É assim que hoje damos o recado, Rui. É pela internet.
Também há grandes educadores com novos projetos. Deles não me envergonho, Rui. A palavra saber tem a mesma raiz latina de sapore que é sabor. Se não tiver um sabor agradavel não há como digerir. Não tem como engolir uma educação pós-moderna, burocratizada, estereotipada em nefastos projetos que estão aquém da realidade do aluno.
Você se lembra Rui, na sua época a educação nascia junto com o barro branco da batinga, com o metro, o alfabeto com a correnteza da vila. Não se formavam pedagogos em série, numa fábrica de linha de montagem. Sob a luz da vela e da lamparina nasceram os Machados de Assis, os Bandeiras, os Bilacs, os Drumonds, os intelectuais que não existem mais.

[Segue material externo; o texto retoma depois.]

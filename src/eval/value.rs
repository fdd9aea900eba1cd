//! Values produced while evaluating rendered expressions

use ndarray::Array1;
use std::fmt;

use crate::eval::EvalError;
use crate::expr::RelOp;
use crate::parameters::value::Value;

/// Result of evaluating an expression
#[derive(Debug, Clone, PartialEq)]
pub enum EvalValue {
    Scalar(f64),
    Array(Array1<f64>),
    Bool(bool),
    /// Elementwise comparison of arrays
    Mask(Array1<bool>),
}

impl EvalValue {
    /// Scalar view; bools count as 0 and 1
    pub fn as_f64(&self) -> Option<f64> {
        match *self {
            EvalValue::Scalar(v) => Some(v),
            EvalValue::Bool(b) => Some(if b { 1.0 } else { 0.0 }),
            _ => None,
        }
    }

    pub fn as_array(&self) -> Option<&Array1<f64>> {
        match self {
            EvalValue::Array(values) => Some(values),
            _ => None,
        }
    }

    /// Length of an array or mask value
    pub fn len(&self) -> Option<usize> {
        match self {
            EvalValue::Array(values) => Some(values.len()),
            EvalValue::Mask(values) => Some(values.len()),
            _ => None,
        }
    }

    pub fn is_array(&self) -> bool {
        self.len().is_some()
    }

    pub(crate) fn type_name(&self) -> &'static str {
        match self {
            EvalValue::Scalar(_) => "float",
            EvalValue::Array(_) => "array",
            EvalValue::Bool(_) => "bool",
            EvalValue::Mask(_) => "bool array",
        }
    }

    fn operand(&self) -> Operand {
        match self {
            EvalValue::Scalar(v) => Operand::Scalar(*v),
            EvalValue::Bool(b) => Operand::Scalar(if *b { 1.0 } else { 0.0 }),
            EvalValue::Array(values) => Operand::Array(values.clone()),
            EvalValue::Mask(values) => Operand::Array(values.mapv(|b| if b { 1.0 } else { 0.0 })),
        }
    }

    /// Apply `f` to every element
    pub(crate) fn map(&self, f: impl Fn(f64) -> f64) -> EvalValue {
        match self.operand() {
            Operand::Scalar(v) => EvalValue::Scalar(f(v)),
            Operand::Array(values) => EvalValue::Array(values.mapv(f)),
        }
    }

    /// Elementwise combination, broadcasting scalars against arrays
    pub(crate) fn zip_with(
        &self,
        other: &EvalValue,
        f: impl Fn(f64, f64) -> f64,
    ) -> Result<EvalValue, EvalError> {
        match (self.operand(), other.operand()) {
            (Operand::Scalar(a), Operand::Scalar(b)) => Ok(EvalValue::Scalar(f(a, b))),
            (Operand::Array(a), Operand::Scalar(b)) => Ok(EvalValue::Array(a.mapv(|x| f(x, b)))),
            (Operand::Scalar(a), Operand::Array(b)) => Ok(EvalValue::Array(b.mapv(|x| f(a, x)))),
            (Operand::Array(a), Operand::Array(b)) => {
                if a.len() != b.len() {
                    return Err(EvalError::ShapeMismatch {
                        lhs: a.len(),
                        rhs: b.len(),
                    });
                }
                Ok(EvalValue::Array(
                    a.iter().zip(b.iter()).map(|(x, y)| f(*x, *y)).collect(),
                ))
            }
        }
    }

    /// Scalar operands give a bool, array operands an elementwise mask
    pub(crate) fn compare(&self, other: &EvalValue, op: RelOp) -> Result<EvalValue, EvalError> {
        match (self.operand(), other.operand()) {
            (Operand::Scalar(a), Operand::Scalar(b)) => Ok(EvalValue::Bool(op.compare(a, b))),
            (Operand::Array(a), Operand::Scalar(b)) => {
                Ok(EvalValue::Mask(a.mapv(|x| op.compare(x, b))))
            }
            (Operand::Scalar(a), Operand::Array(b)) => {
                Ok(EvalValue::Mask(b.mapv(|x| op.compare(a, x))))
            }
            (Operand::Array(a), Operand::Array(b)) => {
                if a.len() != b.len() {
                    return Err(EvalError::ShapeMismatch {
                        lhs: a.len(),
                        rhs: b.len(),
                    });
                }
                Ok(EvalValue::Mask(
                    a.iter().zip(b.iter()).map(|(x, y)| op.compare(*x, *y)).collect(),
                ))
            }
        }
    }

    /// Truth value of a condition; arrays of more than one element have none.
    pub(crate) fn truth(&self) -> Result<bool, EvalError> {
        match self {
            EvalValue::Bool(b) => Ok(*b),
            EvalValue::Scalar(v) => Ok(*v != 0.0),
            EvalValue::Array(values) if values.len() == 1 => Ok(values[0] != 0.0),
            EvalValue::Mask(values) if values.len() == 1 => Ok(values[0]),
            _ => Err(EvalError::AmbiguousTruth),
        }
    }

    /// Whether every element is true
    pub(crate) fn all(&self) -> bool {
        match self {
            EvalValue::Bool(b) => *b,
            EvalValue::Scalar(v) => *v != 0.0,
            EvalValue::Array(values) => values.iter().all(|v| *v != 0.0),
            EvalValue::Mask(values) => values.iter().all(|b| *b),
        }
    }

    pub(crate) fn has_nan(&self) -> bool {
        match self {
            EvalValue::Scalar(v) => v.is_nan(),
            EvalValue::Array(values) => values.iter().any(|v| v.is_nan()),
            _ => false,
        }
    }

    pub(crate) fn is_finite(&self) -> bool {
        match self {
            EvalValue::Scalar(v) => v.is_finite(),
            EvalValue::Array(values) => values.iter().all(|v| v.is_finite()),
            _ => true,
        }
    }
}

enum Operand {
    Scalar(f64),
    Array(Array1<f64>),
}

impl fmt::Display for EvalValue {
    fn fmt(&self, f: &mut fmt::Formatter<'_>) -> fmt::Result {
        match self {
            EvalValue::Scalar(v) => write!(f, "{}", v),
            EvalValue::Bool(b) => write!(f, "{}", if *b { "True" } else { "False" }),
            EvalValue::Array(values) => write!(f, "{}", values),
            EvalValue::Mask(values) => write!(f, "{}", values),
        }
    }
}

impl From<f64> for EvalValue {
    fn from(value: f64) -> Self {
        EvalValue::Scalar(value)
    }
}

impl From<Array1<f64>> for EvalValue {
    fn from(values: Array1<f64>) -> Self {
        EvalValue::Array(values)
    }
}

impl From<bool> for EvalValue {
    fn from(value: bool) -> Self {
        EvalValue::Bool(value)
    }
}

impl From<EvalValue> for Value {
    fn from(value: EvalValue) -> Self {
        match value {
            EvalValue::Scalar(v) => Value::Float(v),
            EvalValue::Bool(b) => Value::Bool(b),
            EvalValue::Array(values) => Value::Array(values),
            EvalValue::Mask(values) => Value::Array(values.mapv(|b| if b { 1.0 } else { 0.0 })),
        }
    }
}

impl TryFrom<&Value> for EvalValue {
    type Error = String;

    /// Numeric parameter values enter the evaluation namespace as floats.
    fn try_from(value: &Value) -> Result<Self, Self::Error> {
        match value {
            Value::Bool(b) => Ok(EvalValue::Bool(*b)),
            Value::Int(i) => Ok(EvalValue::Scalar(*i as f64)),
            Value::Float(v) => Ok(EvalValue::Scalar(*v)),
            Value::Array(values) => Ok(EvalValue::Array(values.clone())),
            Value::Str(_) => Err(value.value_type().to_string()),
        }
    }
}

Será esta a república democrática que você sonhou? A maior preocupação educacional hoje em dia é medir com provões, com dados estatísticos, com índices a qualidade do ensino? Porém, de onde vem esta norma estatística? São mirabolices fellinianas estes dados que eles acreditam corresponder com a realidade social/educacional. Se estivessem realmente preocupados com a educação aumentariam a verba educacional. O caos da educação abre a cada dia mais o buraco negro da ordem social, onde é sugado desde a periferia e adjacências, até aos centros mais convulsivos, todo o equilíbro que deveria haver numa sociedade livre e democrática.
Prezado Rui, hoje se fala demais em inclusão. Mas o sistema econômico é cada vez mais desigual e excludente. Em nosso País vivemos o sonho desumano da corte de Luis XVI e Maria Antonieta. Há uma corte milionária que esbanja dinheiro em detrimento da maioria da população mergulhada na miséria, na dor, no sofrimento, no distanciamento total dos meios de consumo. O sistema através da propaganda incita a usar, a comprar, porém, a classe trabalhadora não tem como manter suas necessidades mínimas de sobrevivência. A falha da educação, não preparando um cidadão para o conhecimento, para as normas, valores, juntamente com um sistema colonialista e capitalista selvagem, possibilita que um tênis e um celular valham mais que uma vida humana.
Prezado Rui, você sabe por onde anda Marechal Deodoro da Fonseca, Floriano Peixoto e Benjamin Constant Botelho de Magalhães? Se souber, diga para eles que precisamos de reinventar a nossa república brasileira.